- **GIVEN DATA**:
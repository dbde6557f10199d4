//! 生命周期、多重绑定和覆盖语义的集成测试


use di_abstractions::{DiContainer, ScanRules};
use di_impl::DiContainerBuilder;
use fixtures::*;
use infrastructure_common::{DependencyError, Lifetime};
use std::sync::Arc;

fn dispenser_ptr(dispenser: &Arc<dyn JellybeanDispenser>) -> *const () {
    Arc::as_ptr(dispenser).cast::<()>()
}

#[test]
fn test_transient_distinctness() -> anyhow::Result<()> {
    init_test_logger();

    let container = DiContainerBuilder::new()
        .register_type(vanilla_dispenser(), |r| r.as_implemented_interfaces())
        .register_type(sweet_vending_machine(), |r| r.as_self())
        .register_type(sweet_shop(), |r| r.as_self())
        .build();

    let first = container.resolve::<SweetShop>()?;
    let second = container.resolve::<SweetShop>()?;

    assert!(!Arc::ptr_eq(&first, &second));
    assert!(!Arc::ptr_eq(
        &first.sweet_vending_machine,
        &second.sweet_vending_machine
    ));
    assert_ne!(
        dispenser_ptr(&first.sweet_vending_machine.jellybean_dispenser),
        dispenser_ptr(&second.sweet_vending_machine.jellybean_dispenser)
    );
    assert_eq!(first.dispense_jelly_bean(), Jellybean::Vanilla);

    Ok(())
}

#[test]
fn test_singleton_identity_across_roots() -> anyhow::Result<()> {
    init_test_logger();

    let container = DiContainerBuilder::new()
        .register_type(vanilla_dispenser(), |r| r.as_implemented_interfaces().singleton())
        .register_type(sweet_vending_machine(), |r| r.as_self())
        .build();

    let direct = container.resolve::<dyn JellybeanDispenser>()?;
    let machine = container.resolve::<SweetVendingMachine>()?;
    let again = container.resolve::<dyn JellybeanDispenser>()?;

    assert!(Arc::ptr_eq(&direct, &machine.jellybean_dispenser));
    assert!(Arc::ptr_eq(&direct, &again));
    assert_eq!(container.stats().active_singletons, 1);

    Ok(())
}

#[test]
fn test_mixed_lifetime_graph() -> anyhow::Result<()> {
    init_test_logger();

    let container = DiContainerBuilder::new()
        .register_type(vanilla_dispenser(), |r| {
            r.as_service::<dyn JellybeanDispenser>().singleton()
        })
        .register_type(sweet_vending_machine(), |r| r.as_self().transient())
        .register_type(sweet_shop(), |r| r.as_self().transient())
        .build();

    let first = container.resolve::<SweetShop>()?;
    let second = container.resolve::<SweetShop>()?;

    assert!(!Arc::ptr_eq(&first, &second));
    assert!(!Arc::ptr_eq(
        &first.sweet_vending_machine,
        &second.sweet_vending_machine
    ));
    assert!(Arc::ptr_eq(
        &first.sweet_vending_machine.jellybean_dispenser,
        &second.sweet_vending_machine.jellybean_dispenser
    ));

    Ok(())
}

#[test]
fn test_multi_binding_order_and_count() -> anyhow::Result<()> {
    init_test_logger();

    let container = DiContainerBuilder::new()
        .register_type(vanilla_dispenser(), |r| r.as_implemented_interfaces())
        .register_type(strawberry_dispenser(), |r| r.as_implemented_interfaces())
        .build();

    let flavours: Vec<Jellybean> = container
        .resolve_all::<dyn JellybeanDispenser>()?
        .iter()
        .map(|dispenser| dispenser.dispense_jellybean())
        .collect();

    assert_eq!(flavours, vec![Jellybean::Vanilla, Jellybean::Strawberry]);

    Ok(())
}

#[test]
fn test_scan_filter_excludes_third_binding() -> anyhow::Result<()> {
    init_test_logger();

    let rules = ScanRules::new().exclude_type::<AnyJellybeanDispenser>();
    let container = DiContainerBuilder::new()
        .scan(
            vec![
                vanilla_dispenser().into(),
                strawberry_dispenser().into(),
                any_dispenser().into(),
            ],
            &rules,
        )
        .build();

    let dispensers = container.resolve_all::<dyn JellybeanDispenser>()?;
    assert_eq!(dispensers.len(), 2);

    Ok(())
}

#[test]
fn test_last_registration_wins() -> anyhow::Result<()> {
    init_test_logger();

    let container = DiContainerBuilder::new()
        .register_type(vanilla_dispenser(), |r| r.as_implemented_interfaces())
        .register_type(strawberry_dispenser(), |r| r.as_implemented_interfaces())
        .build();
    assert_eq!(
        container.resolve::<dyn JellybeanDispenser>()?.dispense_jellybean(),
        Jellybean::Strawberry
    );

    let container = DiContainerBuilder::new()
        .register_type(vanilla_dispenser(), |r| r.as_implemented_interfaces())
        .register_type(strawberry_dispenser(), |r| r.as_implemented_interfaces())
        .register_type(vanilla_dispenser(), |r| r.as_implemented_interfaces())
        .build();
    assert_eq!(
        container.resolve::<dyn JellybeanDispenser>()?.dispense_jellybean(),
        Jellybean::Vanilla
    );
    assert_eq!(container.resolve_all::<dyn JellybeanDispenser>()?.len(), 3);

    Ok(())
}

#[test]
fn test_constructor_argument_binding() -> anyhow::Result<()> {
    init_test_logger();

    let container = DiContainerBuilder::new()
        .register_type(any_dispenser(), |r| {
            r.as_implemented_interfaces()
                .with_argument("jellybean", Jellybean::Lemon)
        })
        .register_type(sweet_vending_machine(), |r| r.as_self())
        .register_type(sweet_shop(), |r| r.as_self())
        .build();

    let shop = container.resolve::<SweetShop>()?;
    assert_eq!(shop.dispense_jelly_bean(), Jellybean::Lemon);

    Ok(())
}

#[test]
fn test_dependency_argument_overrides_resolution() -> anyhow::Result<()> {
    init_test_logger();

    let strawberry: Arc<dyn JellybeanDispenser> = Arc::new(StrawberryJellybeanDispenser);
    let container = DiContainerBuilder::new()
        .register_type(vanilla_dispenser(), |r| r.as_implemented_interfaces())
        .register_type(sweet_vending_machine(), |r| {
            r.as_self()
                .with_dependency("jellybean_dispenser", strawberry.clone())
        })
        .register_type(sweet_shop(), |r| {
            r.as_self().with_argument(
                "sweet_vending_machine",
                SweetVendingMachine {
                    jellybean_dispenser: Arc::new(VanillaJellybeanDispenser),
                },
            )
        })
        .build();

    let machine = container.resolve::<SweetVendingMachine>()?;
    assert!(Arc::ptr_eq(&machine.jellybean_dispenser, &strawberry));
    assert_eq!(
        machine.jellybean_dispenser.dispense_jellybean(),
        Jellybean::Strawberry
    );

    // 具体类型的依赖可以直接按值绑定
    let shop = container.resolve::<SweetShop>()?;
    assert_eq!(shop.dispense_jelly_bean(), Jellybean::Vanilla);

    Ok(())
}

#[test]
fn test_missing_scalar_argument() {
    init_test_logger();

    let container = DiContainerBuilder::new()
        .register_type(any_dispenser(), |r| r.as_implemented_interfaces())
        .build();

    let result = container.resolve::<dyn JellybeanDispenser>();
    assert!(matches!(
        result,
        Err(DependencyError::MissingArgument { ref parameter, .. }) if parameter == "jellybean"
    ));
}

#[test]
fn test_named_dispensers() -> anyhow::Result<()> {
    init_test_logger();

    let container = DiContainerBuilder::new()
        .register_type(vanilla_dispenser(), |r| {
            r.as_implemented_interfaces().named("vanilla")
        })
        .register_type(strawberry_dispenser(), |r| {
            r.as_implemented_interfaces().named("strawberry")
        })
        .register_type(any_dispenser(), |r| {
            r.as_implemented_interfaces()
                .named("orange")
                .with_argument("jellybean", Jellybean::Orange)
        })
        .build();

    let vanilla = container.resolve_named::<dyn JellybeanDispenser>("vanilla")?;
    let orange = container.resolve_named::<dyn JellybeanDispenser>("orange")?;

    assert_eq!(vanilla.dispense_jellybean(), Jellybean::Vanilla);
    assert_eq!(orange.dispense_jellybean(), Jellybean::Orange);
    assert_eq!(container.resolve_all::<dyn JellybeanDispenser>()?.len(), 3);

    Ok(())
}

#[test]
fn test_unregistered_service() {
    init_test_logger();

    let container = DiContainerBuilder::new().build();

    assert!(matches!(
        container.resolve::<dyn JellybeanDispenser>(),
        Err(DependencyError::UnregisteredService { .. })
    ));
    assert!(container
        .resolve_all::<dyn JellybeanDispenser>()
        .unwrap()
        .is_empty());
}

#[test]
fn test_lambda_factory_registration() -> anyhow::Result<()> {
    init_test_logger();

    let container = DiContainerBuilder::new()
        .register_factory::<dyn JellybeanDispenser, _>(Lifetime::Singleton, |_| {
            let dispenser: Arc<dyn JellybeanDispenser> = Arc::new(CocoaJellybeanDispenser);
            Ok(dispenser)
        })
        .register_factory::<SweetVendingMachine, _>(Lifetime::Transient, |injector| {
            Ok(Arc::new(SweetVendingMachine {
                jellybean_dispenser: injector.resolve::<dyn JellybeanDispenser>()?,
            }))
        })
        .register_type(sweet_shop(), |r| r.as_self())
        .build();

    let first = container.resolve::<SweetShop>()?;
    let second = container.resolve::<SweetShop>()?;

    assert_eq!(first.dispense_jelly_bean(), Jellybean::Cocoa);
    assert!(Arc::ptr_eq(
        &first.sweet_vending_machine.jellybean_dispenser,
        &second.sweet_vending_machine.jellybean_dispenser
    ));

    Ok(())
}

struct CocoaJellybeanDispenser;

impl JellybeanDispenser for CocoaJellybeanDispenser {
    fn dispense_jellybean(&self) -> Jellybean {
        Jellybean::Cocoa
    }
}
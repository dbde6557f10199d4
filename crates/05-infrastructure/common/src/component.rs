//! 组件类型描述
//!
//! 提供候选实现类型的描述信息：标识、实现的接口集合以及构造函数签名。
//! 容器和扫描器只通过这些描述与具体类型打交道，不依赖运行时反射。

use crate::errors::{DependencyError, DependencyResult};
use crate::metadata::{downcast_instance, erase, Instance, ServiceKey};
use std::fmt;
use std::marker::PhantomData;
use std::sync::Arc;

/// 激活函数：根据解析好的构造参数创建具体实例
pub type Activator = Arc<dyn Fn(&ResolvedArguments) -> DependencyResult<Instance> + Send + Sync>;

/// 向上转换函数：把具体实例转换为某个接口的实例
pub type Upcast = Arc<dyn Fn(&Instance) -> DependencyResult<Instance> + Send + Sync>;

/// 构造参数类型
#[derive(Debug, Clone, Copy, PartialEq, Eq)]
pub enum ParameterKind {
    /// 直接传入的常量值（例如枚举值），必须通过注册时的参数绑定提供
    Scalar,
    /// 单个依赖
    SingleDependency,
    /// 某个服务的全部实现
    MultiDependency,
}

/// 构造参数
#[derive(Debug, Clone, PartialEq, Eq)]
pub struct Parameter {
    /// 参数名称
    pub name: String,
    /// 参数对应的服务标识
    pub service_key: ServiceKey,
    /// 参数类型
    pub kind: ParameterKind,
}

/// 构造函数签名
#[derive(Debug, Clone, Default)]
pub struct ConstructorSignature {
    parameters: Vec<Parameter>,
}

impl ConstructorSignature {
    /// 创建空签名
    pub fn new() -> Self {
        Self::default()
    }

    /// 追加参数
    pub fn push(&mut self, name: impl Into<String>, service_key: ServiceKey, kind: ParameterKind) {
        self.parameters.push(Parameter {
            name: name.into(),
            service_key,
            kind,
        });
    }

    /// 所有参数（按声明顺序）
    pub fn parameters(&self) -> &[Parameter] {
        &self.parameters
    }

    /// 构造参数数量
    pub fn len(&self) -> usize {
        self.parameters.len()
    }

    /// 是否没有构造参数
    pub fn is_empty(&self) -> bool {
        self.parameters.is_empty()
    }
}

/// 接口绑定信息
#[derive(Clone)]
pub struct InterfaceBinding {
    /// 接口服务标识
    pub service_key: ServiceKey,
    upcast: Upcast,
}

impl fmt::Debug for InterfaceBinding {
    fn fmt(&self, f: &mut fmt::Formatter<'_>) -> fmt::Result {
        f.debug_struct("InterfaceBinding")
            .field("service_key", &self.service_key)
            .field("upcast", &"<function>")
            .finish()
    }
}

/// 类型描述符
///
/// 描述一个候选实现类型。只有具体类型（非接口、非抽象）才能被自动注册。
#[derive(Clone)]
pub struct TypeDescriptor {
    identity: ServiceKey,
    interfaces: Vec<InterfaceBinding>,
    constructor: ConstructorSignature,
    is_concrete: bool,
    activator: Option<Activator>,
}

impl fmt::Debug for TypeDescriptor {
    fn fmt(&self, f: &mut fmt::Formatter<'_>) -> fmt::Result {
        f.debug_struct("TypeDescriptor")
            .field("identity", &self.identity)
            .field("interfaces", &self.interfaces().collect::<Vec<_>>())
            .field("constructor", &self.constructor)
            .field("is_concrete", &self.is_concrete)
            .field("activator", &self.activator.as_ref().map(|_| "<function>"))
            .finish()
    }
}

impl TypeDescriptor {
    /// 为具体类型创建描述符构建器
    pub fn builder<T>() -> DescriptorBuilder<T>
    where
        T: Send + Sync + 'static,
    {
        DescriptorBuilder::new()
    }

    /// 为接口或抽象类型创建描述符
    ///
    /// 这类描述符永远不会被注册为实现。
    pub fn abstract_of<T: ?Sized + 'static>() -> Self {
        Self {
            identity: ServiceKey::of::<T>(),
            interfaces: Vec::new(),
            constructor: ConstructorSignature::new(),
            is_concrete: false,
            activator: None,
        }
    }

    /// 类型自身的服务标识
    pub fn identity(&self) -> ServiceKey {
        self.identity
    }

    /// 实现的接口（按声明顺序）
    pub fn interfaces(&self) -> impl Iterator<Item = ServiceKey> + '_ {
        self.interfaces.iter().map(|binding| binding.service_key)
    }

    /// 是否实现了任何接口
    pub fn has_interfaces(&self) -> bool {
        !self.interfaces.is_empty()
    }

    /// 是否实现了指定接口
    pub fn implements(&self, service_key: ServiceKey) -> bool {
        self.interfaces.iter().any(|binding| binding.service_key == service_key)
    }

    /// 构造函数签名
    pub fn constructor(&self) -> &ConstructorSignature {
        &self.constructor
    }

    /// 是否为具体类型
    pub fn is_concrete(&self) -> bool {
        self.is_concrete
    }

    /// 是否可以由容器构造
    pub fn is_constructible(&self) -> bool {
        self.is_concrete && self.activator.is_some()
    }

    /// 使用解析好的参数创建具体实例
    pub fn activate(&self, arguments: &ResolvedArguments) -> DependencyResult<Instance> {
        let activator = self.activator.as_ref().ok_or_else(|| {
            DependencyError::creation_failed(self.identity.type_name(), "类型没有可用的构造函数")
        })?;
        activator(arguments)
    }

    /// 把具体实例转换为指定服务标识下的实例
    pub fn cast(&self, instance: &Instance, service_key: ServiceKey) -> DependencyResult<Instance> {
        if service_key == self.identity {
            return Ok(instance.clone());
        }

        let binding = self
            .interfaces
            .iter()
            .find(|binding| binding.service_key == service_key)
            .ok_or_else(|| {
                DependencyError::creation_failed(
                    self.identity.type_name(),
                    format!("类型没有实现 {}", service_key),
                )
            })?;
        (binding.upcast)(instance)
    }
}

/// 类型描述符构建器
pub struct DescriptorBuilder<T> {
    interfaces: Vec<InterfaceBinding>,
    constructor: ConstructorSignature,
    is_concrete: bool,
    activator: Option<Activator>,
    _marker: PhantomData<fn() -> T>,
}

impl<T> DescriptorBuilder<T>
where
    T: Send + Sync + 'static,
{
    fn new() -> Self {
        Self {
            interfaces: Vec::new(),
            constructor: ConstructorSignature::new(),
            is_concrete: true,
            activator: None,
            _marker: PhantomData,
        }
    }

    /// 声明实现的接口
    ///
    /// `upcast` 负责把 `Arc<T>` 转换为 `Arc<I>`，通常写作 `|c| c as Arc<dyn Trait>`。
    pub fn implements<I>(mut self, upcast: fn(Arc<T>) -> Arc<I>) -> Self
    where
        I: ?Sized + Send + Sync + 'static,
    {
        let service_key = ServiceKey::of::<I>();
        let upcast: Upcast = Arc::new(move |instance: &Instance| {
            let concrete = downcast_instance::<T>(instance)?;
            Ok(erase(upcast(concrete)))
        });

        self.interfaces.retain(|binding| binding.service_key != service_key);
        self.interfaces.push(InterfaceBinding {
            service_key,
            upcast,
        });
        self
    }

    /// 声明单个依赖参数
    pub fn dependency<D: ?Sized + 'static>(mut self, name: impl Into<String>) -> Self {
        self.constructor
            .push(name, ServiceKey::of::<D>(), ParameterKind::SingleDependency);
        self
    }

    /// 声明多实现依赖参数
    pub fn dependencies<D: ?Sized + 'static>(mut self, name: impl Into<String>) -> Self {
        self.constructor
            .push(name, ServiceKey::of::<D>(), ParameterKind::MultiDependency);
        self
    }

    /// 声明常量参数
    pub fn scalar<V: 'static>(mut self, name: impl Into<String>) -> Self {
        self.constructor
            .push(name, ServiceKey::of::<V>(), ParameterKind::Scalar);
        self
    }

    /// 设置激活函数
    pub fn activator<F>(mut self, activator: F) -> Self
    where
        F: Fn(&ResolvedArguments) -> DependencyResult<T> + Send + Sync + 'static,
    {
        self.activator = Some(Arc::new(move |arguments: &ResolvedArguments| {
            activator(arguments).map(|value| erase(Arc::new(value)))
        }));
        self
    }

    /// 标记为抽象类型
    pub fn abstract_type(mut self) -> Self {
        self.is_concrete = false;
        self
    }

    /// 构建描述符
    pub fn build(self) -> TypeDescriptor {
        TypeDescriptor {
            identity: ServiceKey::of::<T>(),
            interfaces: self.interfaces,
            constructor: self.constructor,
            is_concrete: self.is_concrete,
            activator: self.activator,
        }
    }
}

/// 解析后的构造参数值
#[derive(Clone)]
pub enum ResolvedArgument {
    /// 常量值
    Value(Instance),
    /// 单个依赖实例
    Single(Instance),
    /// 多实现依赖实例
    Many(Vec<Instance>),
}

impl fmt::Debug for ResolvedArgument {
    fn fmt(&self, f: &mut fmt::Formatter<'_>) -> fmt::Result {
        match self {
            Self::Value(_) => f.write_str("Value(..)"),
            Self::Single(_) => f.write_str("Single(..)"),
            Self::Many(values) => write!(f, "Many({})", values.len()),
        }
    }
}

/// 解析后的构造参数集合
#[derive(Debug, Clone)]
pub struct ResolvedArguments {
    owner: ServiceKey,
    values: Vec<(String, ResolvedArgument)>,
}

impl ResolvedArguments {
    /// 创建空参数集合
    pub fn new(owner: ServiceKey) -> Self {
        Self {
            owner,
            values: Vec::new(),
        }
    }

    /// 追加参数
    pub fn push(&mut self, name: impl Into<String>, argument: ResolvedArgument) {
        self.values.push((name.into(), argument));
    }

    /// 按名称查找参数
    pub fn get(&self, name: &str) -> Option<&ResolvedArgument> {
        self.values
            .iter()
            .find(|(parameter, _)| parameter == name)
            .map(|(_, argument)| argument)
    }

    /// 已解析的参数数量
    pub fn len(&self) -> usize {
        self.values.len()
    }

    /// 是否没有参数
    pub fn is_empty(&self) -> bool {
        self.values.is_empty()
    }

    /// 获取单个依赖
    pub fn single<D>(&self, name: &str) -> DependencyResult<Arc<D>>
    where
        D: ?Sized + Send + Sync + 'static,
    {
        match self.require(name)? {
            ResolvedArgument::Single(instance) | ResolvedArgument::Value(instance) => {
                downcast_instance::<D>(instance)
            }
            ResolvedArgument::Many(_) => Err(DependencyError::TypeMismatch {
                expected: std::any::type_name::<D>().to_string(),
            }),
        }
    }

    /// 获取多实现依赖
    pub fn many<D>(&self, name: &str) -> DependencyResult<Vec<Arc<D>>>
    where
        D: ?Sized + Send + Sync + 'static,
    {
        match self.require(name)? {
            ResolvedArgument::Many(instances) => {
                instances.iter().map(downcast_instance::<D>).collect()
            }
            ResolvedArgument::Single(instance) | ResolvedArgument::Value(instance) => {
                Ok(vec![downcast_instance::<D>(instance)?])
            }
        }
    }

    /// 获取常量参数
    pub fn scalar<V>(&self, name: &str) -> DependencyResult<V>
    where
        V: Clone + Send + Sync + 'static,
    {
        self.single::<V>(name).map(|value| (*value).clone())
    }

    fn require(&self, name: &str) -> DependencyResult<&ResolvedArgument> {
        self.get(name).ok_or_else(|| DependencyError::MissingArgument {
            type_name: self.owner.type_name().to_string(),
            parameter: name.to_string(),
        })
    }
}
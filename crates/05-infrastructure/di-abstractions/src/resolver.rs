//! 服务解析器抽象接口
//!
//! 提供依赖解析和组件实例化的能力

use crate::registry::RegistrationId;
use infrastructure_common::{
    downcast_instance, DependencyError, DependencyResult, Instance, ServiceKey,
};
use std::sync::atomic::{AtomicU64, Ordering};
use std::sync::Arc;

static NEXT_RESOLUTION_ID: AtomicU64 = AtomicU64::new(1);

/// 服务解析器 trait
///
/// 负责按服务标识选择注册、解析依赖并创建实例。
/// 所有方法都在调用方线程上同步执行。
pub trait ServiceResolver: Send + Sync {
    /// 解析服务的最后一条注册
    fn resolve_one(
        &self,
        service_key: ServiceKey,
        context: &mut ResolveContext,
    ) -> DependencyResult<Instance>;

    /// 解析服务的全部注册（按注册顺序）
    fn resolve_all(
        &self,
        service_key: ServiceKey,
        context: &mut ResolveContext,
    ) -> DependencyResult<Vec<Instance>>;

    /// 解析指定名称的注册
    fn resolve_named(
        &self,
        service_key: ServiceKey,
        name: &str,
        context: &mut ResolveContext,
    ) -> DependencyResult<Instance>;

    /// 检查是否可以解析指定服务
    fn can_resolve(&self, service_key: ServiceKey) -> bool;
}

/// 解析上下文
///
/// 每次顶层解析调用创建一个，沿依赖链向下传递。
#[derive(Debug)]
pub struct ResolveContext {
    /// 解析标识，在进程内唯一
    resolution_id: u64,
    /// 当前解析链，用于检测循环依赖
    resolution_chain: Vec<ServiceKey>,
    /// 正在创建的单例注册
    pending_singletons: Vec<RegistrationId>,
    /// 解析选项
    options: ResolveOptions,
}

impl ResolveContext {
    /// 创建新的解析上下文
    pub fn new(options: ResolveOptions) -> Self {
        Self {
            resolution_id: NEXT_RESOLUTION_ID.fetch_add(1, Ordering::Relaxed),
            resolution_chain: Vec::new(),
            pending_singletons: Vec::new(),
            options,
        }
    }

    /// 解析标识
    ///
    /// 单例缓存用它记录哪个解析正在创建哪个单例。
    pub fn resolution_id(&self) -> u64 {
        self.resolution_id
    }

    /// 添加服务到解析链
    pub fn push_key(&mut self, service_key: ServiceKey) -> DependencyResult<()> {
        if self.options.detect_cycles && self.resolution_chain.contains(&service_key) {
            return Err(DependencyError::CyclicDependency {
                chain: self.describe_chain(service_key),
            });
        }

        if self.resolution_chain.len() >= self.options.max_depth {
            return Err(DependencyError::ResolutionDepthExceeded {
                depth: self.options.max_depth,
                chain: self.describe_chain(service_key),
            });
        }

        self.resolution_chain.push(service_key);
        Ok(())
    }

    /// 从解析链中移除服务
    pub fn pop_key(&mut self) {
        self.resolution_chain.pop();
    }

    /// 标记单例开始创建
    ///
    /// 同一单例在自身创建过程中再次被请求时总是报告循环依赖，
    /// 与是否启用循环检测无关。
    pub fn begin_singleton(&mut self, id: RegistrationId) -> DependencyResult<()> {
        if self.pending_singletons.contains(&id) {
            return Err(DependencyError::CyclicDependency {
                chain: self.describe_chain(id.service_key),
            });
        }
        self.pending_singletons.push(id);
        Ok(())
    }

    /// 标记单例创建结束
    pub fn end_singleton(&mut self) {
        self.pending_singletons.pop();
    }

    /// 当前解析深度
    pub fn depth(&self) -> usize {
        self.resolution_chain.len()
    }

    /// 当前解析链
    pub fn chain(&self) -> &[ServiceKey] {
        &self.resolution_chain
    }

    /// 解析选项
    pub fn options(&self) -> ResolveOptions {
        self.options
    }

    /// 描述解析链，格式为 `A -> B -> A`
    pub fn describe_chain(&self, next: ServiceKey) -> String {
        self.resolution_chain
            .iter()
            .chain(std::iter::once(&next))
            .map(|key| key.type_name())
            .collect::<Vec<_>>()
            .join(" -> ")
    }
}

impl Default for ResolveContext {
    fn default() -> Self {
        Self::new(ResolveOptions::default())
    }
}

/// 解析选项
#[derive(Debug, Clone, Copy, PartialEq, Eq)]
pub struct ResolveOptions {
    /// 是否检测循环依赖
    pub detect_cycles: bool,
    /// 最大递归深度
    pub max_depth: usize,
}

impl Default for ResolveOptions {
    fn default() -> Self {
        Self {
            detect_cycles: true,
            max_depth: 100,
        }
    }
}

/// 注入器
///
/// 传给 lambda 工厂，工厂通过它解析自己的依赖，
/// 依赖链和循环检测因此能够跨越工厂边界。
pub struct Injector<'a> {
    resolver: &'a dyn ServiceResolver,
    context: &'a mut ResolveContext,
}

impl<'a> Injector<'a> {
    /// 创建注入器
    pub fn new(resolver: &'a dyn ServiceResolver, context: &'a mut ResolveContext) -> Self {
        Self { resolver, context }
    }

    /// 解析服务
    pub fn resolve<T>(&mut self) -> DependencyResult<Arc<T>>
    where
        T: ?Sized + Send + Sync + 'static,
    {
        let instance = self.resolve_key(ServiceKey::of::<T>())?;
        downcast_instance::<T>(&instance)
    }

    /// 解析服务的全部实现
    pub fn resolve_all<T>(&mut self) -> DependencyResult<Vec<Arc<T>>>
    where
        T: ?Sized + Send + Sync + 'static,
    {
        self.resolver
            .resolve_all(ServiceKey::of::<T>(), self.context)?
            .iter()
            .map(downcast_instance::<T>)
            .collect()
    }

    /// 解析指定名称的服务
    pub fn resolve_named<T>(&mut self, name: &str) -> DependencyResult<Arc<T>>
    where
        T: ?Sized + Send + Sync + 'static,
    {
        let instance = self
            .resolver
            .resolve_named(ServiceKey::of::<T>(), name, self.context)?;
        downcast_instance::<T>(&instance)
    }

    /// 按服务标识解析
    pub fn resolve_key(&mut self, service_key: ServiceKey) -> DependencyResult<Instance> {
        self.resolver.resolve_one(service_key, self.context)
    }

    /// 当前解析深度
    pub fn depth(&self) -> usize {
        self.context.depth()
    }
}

- **WORK TASK**: When the records above are checked line by line, how many lines contain the word "collect"? Please give only that number.

- **RESULT FOR THIS EXERCISE**: 5